## Aim of the exercise
Where a line contains the word "FieldMap", copy that line from the records below.

## Supplied records
________________
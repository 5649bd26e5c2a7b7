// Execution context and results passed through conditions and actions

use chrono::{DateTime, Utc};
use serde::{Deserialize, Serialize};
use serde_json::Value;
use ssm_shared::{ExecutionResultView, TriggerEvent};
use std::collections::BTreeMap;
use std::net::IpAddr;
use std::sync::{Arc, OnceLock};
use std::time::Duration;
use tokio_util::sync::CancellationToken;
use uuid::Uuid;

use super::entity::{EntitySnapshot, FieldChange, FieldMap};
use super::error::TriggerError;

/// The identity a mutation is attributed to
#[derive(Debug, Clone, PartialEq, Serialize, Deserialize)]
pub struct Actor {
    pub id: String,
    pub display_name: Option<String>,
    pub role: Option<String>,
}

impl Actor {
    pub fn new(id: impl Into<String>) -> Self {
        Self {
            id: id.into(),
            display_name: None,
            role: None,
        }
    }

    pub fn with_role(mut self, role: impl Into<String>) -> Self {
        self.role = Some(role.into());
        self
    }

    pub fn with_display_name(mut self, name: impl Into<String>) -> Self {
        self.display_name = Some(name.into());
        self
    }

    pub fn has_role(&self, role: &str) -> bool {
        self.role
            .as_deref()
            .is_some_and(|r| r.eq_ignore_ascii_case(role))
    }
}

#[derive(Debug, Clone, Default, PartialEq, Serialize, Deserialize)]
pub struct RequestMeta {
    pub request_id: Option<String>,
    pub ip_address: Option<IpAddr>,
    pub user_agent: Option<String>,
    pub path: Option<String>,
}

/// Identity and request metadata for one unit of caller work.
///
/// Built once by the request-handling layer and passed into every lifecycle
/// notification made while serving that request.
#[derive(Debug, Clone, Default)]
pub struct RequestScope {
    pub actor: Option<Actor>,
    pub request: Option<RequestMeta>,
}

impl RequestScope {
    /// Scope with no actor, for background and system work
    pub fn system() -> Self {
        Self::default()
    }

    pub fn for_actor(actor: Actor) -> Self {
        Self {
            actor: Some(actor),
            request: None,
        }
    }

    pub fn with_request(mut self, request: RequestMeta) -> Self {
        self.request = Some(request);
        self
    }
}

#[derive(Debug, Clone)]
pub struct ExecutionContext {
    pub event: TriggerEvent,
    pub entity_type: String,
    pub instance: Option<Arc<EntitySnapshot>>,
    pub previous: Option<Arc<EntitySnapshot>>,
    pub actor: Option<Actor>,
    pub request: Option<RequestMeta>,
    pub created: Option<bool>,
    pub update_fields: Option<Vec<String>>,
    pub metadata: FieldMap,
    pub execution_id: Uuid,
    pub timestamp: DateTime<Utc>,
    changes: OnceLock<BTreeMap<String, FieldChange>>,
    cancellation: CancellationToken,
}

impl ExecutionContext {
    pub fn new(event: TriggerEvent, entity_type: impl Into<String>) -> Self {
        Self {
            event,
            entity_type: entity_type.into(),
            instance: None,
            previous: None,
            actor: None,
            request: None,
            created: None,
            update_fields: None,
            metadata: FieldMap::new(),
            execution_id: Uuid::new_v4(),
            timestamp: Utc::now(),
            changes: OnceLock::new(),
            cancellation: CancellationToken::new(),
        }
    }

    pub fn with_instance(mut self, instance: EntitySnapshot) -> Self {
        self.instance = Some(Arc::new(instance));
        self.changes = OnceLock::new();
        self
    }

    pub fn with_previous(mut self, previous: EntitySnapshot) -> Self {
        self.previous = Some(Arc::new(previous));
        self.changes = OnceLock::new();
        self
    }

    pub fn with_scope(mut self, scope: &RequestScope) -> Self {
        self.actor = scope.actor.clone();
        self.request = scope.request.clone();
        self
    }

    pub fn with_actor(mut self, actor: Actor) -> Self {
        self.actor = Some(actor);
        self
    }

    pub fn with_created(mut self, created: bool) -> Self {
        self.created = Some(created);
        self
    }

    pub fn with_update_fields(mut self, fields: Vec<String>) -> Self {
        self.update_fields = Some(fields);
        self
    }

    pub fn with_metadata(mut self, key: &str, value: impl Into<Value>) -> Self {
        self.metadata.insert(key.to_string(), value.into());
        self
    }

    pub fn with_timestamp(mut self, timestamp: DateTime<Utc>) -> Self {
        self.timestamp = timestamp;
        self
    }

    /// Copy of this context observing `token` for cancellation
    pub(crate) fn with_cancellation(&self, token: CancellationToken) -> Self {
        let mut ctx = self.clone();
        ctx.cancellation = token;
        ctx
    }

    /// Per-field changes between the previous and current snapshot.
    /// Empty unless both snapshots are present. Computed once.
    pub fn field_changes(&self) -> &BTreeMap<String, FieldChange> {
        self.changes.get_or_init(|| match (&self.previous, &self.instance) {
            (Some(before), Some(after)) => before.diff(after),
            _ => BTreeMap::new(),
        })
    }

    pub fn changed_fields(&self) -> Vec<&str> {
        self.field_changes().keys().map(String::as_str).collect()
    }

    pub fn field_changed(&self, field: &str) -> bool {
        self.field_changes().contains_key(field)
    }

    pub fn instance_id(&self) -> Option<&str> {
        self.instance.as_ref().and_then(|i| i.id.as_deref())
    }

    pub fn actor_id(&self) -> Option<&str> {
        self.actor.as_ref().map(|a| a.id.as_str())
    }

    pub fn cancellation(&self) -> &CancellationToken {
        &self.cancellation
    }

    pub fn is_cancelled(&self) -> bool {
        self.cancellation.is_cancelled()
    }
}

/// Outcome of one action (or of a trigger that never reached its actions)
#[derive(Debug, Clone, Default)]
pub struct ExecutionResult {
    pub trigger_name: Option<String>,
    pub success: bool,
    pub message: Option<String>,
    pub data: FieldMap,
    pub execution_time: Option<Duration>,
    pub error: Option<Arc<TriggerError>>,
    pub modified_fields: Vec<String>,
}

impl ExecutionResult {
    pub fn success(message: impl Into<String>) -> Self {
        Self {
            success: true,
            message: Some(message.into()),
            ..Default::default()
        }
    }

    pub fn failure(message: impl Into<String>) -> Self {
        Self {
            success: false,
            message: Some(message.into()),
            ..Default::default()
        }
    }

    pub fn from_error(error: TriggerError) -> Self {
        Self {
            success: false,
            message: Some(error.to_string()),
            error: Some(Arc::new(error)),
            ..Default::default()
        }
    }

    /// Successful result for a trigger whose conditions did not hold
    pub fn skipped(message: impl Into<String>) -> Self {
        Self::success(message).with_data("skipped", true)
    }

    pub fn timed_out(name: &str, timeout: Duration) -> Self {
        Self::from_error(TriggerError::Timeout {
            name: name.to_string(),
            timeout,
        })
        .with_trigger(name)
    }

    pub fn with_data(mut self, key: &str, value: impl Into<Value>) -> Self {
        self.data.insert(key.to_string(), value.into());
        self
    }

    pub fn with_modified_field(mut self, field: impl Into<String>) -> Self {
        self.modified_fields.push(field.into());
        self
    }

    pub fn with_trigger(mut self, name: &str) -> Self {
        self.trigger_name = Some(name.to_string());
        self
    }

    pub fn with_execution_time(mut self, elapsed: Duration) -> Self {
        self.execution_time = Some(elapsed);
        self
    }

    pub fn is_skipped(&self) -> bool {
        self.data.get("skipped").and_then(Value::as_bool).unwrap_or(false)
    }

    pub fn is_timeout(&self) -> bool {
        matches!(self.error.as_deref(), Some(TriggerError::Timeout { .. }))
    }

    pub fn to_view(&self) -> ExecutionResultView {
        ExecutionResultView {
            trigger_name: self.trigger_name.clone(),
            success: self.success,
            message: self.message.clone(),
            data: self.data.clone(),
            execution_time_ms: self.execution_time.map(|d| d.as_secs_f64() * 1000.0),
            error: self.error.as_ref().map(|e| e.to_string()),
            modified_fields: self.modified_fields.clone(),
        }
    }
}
________________
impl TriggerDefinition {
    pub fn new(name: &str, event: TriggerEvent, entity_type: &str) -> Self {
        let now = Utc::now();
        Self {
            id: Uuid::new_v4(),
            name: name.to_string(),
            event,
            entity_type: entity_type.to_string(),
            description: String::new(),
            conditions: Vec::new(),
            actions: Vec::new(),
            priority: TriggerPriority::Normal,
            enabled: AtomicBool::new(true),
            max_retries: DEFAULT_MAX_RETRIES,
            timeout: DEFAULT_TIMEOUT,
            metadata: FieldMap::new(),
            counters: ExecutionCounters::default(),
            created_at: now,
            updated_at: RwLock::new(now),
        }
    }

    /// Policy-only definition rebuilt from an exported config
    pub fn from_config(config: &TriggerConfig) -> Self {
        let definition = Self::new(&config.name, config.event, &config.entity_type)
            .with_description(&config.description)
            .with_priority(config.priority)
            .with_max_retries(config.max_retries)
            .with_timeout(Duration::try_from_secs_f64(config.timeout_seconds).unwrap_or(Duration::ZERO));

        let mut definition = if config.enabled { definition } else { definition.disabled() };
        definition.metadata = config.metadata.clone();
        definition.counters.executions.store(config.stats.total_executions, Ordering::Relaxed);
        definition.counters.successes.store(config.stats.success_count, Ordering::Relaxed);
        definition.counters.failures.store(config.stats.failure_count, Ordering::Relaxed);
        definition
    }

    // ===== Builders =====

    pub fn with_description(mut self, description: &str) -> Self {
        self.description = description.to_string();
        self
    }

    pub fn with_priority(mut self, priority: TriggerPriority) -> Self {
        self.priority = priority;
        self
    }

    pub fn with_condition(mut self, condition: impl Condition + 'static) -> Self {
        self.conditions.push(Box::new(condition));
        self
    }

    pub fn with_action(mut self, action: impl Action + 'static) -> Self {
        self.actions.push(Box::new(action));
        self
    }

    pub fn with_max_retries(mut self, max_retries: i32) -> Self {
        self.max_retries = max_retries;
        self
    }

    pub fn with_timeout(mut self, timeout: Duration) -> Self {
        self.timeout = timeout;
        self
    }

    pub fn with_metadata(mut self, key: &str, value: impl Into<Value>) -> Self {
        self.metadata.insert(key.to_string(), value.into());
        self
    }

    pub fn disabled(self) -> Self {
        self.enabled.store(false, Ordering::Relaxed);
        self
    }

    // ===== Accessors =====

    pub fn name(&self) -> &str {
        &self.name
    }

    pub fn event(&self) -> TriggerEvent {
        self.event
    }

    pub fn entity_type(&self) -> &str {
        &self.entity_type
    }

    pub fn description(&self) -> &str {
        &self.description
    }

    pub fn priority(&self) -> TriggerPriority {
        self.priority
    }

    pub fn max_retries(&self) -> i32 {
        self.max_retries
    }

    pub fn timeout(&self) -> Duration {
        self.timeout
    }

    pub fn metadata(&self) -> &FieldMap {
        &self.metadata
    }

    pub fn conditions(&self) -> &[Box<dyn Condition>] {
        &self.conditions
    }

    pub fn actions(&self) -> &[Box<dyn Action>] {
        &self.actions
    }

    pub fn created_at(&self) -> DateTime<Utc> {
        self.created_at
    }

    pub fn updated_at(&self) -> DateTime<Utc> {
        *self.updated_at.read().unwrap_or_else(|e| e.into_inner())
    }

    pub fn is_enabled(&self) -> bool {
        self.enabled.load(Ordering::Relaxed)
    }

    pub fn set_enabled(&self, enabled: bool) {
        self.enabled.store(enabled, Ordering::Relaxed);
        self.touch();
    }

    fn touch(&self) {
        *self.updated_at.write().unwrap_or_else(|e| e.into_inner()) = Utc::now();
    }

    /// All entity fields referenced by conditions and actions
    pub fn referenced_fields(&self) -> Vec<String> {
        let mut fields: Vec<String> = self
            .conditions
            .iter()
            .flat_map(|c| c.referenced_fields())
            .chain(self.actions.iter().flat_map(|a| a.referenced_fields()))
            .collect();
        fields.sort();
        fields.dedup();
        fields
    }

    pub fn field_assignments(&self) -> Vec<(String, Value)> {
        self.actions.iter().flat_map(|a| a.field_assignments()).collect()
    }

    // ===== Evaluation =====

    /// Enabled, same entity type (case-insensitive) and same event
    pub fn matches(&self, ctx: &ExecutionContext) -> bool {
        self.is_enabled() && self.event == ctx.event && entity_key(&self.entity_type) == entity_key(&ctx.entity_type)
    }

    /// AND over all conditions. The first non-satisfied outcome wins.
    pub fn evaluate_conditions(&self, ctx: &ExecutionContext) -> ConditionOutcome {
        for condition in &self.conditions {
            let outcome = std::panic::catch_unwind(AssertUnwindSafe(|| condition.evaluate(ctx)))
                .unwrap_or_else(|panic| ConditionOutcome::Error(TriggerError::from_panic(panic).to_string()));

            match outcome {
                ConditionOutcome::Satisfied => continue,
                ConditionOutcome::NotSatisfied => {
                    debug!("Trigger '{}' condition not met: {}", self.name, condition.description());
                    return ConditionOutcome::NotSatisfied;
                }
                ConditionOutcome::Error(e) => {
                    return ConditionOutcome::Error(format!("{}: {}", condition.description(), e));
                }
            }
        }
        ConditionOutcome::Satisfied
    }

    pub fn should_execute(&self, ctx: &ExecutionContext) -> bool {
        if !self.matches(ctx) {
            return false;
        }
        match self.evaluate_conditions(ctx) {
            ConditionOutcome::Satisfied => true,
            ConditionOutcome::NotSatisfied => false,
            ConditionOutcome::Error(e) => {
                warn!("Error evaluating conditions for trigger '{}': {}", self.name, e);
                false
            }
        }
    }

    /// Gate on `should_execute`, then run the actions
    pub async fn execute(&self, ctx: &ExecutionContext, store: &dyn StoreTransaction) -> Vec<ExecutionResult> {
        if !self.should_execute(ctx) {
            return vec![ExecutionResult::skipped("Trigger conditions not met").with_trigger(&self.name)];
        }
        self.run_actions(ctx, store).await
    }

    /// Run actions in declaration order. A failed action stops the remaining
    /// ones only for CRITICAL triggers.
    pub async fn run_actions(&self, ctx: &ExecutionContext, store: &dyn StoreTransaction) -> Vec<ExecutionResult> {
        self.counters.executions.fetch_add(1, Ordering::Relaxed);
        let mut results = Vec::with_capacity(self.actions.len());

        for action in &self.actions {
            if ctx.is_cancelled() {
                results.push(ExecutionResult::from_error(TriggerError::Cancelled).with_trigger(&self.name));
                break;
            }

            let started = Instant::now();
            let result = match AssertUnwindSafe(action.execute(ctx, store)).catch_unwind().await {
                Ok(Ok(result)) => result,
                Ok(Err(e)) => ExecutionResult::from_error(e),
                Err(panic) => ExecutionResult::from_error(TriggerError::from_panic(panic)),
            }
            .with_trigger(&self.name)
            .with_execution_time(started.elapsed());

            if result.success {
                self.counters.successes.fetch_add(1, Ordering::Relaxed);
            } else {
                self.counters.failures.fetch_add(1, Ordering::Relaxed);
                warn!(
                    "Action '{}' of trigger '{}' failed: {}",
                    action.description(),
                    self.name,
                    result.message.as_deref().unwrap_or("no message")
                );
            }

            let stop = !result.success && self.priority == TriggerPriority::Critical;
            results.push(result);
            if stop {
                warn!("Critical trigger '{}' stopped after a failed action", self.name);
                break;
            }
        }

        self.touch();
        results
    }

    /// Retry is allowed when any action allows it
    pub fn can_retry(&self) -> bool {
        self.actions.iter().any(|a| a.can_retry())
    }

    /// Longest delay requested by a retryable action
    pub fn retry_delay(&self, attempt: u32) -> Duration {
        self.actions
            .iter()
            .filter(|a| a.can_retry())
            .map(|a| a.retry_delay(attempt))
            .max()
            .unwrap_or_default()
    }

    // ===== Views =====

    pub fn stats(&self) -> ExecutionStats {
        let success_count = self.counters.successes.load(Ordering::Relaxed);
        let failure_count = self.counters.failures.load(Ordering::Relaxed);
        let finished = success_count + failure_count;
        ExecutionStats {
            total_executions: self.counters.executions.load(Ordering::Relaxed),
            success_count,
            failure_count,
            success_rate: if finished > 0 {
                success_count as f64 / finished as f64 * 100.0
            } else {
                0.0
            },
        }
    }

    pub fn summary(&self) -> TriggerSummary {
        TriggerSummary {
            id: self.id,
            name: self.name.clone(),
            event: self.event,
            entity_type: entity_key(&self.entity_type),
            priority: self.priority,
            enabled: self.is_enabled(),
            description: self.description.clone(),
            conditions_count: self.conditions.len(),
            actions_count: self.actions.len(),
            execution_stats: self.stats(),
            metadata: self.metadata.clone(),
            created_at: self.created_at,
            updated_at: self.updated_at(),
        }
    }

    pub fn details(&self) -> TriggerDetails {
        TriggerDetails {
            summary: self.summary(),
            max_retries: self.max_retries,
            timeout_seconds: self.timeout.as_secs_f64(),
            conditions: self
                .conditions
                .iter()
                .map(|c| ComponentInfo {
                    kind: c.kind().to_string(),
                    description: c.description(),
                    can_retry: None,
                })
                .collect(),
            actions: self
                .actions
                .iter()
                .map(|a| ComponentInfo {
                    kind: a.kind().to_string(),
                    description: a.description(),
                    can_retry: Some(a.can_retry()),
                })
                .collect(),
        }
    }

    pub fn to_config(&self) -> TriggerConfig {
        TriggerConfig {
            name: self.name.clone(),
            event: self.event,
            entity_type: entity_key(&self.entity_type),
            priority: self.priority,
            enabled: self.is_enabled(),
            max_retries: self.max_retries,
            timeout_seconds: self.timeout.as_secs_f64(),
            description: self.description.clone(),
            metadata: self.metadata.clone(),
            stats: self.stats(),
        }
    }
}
________________
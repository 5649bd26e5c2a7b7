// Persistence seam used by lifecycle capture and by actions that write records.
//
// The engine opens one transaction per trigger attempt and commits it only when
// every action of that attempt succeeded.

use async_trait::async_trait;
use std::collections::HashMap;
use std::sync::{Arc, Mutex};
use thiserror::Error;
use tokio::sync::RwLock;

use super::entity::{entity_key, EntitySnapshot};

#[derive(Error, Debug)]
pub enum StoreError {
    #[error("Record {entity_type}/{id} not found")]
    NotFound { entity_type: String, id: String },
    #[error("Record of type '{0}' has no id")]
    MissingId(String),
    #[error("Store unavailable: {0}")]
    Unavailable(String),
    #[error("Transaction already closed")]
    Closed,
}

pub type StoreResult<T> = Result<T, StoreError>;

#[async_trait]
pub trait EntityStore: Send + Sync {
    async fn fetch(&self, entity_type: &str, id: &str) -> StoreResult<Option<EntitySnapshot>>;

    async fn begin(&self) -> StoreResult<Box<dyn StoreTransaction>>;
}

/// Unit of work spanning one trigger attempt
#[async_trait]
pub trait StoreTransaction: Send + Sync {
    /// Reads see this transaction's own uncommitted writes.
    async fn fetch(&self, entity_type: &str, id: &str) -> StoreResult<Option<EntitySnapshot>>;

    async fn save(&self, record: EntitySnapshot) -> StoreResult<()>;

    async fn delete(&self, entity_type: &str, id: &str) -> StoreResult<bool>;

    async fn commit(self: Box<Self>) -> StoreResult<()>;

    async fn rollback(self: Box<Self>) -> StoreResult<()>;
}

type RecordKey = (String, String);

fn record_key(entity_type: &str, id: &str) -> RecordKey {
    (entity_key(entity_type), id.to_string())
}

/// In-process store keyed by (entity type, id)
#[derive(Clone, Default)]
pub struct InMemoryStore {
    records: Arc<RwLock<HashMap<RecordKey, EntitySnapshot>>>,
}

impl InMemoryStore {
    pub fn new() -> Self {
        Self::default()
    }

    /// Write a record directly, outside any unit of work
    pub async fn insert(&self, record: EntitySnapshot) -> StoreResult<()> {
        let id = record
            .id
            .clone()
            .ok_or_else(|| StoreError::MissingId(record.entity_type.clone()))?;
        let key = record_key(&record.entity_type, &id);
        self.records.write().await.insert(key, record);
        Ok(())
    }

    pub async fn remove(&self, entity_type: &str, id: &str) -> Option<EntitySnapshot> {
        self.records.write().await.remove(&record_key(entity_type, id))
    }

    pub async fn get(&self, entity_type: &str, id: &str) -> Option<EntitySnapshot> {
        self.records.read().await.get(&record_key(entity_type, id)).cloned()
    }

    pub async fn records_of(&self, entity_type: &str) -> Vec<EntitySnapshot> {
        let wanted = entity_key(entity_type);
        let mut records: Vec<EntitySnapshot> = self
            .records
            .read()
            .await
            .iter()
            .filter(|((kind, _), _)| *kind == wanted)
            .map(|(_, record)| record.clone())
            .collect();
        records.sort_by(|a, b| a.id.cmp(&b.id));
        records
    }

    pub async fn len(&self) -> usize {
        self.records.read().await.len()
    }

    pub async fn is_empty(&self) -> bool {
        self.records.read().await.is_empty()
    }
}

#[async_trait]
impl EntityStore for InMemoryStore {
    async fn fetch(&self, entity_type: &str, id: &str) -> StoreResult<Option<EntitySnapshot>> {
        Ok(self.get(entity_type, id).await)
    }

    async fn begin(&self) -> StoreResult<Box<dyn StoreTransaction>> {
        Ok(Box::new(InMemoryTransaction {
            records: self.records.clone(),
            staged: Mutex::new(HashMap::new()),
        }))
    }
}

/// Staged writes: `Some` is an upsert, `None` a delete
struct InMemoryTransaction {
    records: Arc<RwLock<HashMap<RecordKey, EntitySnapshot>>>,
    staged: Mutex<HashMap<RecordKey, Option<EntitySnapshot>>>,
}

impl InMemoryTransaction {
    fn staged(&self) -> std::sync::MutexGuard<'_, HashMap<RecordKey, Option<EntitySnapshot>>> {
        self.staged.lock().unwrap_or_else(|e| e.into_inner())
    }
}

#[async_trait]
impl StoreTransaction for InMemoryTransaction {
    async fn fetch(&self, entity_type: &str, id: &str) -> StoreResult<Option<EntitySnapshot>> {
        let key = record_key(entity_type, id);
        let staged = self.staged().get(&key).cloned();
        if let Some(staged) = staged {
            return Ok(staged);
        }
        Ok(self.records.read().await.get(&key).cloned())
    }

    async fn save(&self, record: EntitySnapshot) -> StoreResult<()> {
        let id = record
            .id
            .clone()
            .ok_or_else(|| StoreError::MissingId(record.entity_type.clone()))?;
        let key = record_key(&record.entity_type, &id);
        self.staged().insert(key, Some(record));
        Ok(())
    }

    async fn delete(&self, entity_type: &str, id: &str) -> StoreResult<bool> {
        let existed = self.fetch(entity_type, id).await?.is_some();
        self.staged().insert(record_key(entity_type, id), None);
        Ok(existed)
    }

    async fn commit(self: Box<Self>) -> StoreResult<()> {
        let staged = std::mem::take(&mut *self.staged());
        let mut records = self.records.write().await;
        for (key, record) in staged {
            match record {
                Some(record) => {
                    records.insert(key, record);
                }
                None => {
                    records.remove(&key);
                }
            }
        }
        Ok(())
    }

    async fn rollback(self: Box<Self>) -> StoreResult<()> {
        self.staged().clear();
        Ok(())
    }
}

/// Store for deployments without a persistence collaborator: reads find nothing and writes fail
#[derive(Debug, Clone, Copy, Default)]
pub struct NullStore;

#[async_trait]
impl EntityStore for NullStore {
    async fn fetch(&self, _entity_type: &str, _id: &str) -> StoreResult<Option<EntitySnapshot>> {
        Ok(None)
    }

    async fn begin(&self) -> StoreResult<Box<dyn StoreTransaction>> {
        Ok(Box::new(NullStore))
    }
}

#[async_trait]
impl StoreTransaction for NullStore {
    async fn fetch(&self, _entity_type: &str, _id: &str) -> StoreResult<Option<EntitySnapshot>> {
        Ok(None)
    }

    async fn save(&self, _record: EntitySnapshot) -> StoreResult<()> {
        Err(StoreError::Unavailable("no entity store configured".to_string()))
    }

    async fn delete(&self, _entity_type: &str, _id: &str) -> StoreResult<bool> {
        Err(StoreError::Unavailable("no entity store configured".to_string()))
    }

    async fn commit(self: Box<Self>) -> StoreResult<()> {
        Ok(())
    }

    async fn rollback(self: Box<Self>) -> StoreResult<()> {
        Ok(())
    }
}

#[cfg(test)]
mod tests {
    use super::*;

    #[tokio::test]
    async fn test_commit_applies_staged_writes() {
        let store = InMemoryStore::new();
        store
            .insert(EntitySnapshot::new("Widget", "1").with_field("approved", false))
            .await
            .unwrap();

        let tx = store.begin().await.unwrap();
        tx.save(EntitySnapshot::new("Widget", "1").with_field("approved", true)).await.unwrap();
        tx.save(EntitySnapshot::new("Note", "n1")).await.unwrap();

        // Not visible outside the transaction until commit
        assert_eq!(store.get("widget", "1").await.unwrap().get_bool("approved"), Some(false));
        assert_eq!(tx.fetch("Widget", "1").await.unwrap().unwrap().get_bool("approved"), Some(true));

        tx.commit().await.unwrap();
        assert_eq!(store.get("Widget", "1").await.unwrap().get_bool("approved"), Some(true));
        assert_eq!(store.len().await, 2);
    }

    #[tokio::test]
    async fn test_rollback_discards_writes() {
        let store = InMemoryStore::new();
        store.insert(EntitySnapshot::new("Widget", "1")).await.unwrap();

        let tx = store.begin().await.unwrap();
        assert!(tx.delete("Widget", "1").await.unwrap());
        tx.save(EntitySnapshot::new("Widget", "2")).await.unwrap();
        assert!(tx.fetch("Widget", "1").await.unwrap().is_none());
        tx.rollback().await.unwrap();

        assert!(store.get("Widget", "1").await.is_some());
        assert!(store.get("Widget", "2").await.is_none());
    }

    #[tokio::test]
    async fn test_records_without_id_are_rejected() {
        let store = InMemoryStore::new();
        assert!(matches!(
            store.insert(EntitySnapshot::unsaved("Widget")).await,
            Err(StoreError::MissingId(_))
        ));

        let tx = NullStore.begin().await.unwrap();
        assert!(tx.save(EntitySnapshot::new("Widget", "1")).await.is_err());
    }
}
________________
## Reply
use super::entity::{EntitySnapshot, FieldChange, FieldMap};
    pub metadata: FieldMap,
            metadata: FieldMap::new(),
    pub data: FieldMap,
            metadata: FieldMap::new(),
    pub fn metadata(&self) -> &FieldMap {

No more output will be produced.